Il ne saurait être question de vous laisser sans nouvelles plus longtemps. Comme il ne saurait être question de n’évoquer qu’en passant un texte tel que celui d’Emmanuel Mounier, L’affrontement chrétien.  Mais alors, pour nous occuper plaisamment l’esprit, et nous mettre en appétit avant de découvrir ce texte plus avant, laissez-moi en livrer trois extraits à votre examen (pages 25, 67 et 120). Rappelons seulement que ce texte fut écrit par Emmanuel Mounier en 1943, après une année d’incarcération par le régime de Vichy.

« Ces êtres courbes qui ne s’avancent dans la vie que de biais et les yeux abattus, ces âmes dégingandées, ces peseurs de vertu, ces victimes dominicales, ces froussards dévotieux, ces héros lymphatiques, ces bébés suaves, ces vierges ternes, ces vases d’ennui, ces sacs de syllogismes, ces ombres d’ombres, est-ce là l’avant-garde de Daniel marchant contre la Bête ? »

« Au lieu d’être jeté dès le départ dans les perspectives complètes de l’amour, le jeune chrétien est d’abord soumis, huit fois sur dix, à une injection massive de « moraline », et le premier mot de cette tactique moraliste, c’est la méfiance, la retenue : la méfiance de l’instinct et la lutte contre les passions. Le premier sentiment que l’on inculque à celui dont il s’agit de faire un exemple de santé morale et un passionné de l’infini, c’est la peur de la force qui doit servir de racine à son élan spirituel. »

Et ce final :

« Seul peut-être le christianisme a le geste assez large…

Mais alors, qu’il mette la grande voile au grand mât, et, sorti des ports où il végète, qu’il cingle vers la plus lointaine des étoiles, sans attention à la nuit qui l’enveloppe »

18 commentaires

  • « Mais alors, qu’il mette la grande voile au grand mât, et, sorti des ports où il végète, qu’il cingle vers la plus lointaine des étoiles, sans attention à la nuit qui l’enveloppe”

    Puisque c’est le moment culturel, cela me fait penser à:

    I have studied many times
    The marble that was chiseled for me-
    A boat with furled sail at rest in a harbor.
    In truth it pictures not my destination
    But my life.
    For love was offered me and I shrank from its disillusionment;
    Sorrow knocked at my door, but I was afraid;
    Ambition called to me, but I dreaded the chances.
    Yet all the while I hungered for meaning in my life.
    And now I know that we must lift the sail
    And catch the winds of destiny
    Wherever they drive the boat.
    To put meaning in one’s life may end in madness,
    But life without meaning is the torture
    Of restlessness and vague desire-
    It is a boat longing for the sea and yet afraid.

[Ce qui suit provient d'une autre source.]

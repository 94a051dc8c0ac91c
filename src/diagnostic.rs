use crate::span::Span;

/// An input error pointing into the text that produced it.
#[derive(Clone, Debug, PartialEq)]
pub struct Diagnostic {
    pub message: String,
    pub span: Span,
    pub notes: Vec<String>,
    pub help: Option<String>,
}

impl Diagnostic {
    pub fn error(message: String, span: Span) -> Self {
        Self {
            message,
            span,
            notes: Vec::new(),
            help: None,
        }
    }

    pub fn with_note(mut self, note: String) -> Self {
        self.notes.push(note);
        self
    }

    pub fn with_help(mut self, help: String) -> Self {
        self.help = Some(help);
        self
    }

    /// Shift the span, for diagnostics raised on a substring.
    pub fn offset(mut self, offset: usize) -> Self {
        self.span = self.span.offset(offset);
        self
    }

    /// Render the diagnostic to stderr using ariadne.
    ///
    /// `origin` names where the text came from (`"<braid>"`, `"--target"`).
    pub fn render(&self, origin: &str, source: &str) {
        use ariadne::{Color, Label, Report, ReportKind, Source};

        let end = (self.span.end as usize).min(source.len());
        let start = (self.span.start as usize).min(end);

        let mut report = Report::build(ReportKind::Error, origin, start)
            .with_message(&self.message)
            .with_label(
                Label::new((origin, start..end))
                    .with_message(&self.message)
                    .with_color(Color::Red),
            );

        for note in &self.notes {
            report = report.with_note(note);
        }

        if let Some(help) = &self.help {
            report = report.with_help(help);
        }

        // stderr may be closed; nothing useful to do about it
        let _ = report.finish().eprint((origin, Source::from(source)));
    }
}

impl std::fmt::Display for Diagnostic {
    fn fmt(&self, f: &mut std::fmt::Formatter<'_>) -> std::fmt::Result {
        write!(f, "{} (at {}..{})", self.message, self.span.start, self.span.end)?;
        if let Some(help) = &self.help {
            write!(f, "; help: {}", help)?;
        }
        Ok(())
    }
}

#[cfg(test)]
mod tests {
    use super::*;

    #[test]
    fn test_error_construction() {
        let d = Diagnostic::error("generator out of range".to_string(), Span::new(10, 15));
        assert_eq!(d.message, "generator out of range");
        assert_eq!(d.span.start, 10);
        assert_eq!(d.span.end, 15);
        assert!(d.notes.is_empty());
        assert!(d.help.is_none());
    }

    #[test]
    fn test_chained_builders() {
        let d = Diagnostic::error("hint".to_string(), Span::new(0, 5))
            .with_note("note 1".to_string())
            .with_help("help text".to_string())
            .with_note("note 2".to_string());
        assert_eq!(d.notes.len(), 2);
        assert_eq!(d.help.as_deref(), Some("help text"));
    }

    #[test]
    fn test_offset_shifts_span() {
        let d = Diagnostic::error("bad".to_string(), Span::new(1, 2)).offset(7);
        assert_eq!(d.span, Span::new(8, 9));
    }

    #[test]
    fn test_display_includes_help() {
        let d = Diagnostic::error("zero is not a generator".to_string(), Span::new(2, 3))
            .with_help("use 1..n-1 or -1..-(n-1)".to_string());
        let text = d.to_string();
        assert!(text.contains("zero is not a generator"));
        assert!(text.contains("help: use"));
    }

    #[test]
    fn test_render_does_not_panic() {
        let source = "1 -2 0 3";
        let d = Diagnostic::error("zero is not a generator".to_string(), Span::new(5, 6))
            .with_note("generators are signed strand indices".to_string());
        d.render("<braid>", source);
    }

    #[test]
    fn test_render_clamps_span_past_end() {
        let d = Diagnostic::error("unexpected end".to_string(), Span::new(40, 50));
        d.render("<braid>", "1 2");
    }
}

    Edgar Lee Masters, Spoon River Anthology

    Pas toujours facile d’aller affronter les vents contraires. Rester au port nous (me) donne parfois l’illusion de la sécurité et de l’accomplissement. Vivre pleinement, vivre pleinement chrétien, c’est aussi prendre le risque de ne pas l’être, en particulier aux yeux de ceux qui restent sur la berge. Plus qu’à vous, je me lance à moi-même ce défi : Hissez Haut!

  • Corbex, j’ai bien compris que vous étiez un visiteur récent sur ce blog, et j’imagine que vous êtes un habitué d’autres blogs, ce qui explique certainement la nature de vos interventions. Cela étant, je vous promets que, si vous vous en absteniez, ou si vous envisagiez de passer à un mode constructif, je ne vous en voudrais pas. Pas plus que les autres lecteurs.

  • Saperlipopette.

    Permettez moi de vous corriger d’abord: je ne suis pas un visiteur récent. Certes je n’ai jamais vraiment trouvé le temps (ou l’envie) de poster des commentaires, mais je lis vos articles avec assiduité.

    Cela ne signifie pas que je partage vos opinions, loin de là! C’est que vous êtes pour moi un excellent baromètres de ce que compte la France de plus conservateur et rétrograde.

    Je sais par expérience que débattre avec vous ou vos partisans n’est qu’une perte de temps (pour les 2 parties), le débat virant très vite au dialogue de sourds. Que ce soit sur la religion, l’avortement, la politique ou les faits divers, le fossé est trop grand entre nous pour que je daigne passer en « mode constructif ».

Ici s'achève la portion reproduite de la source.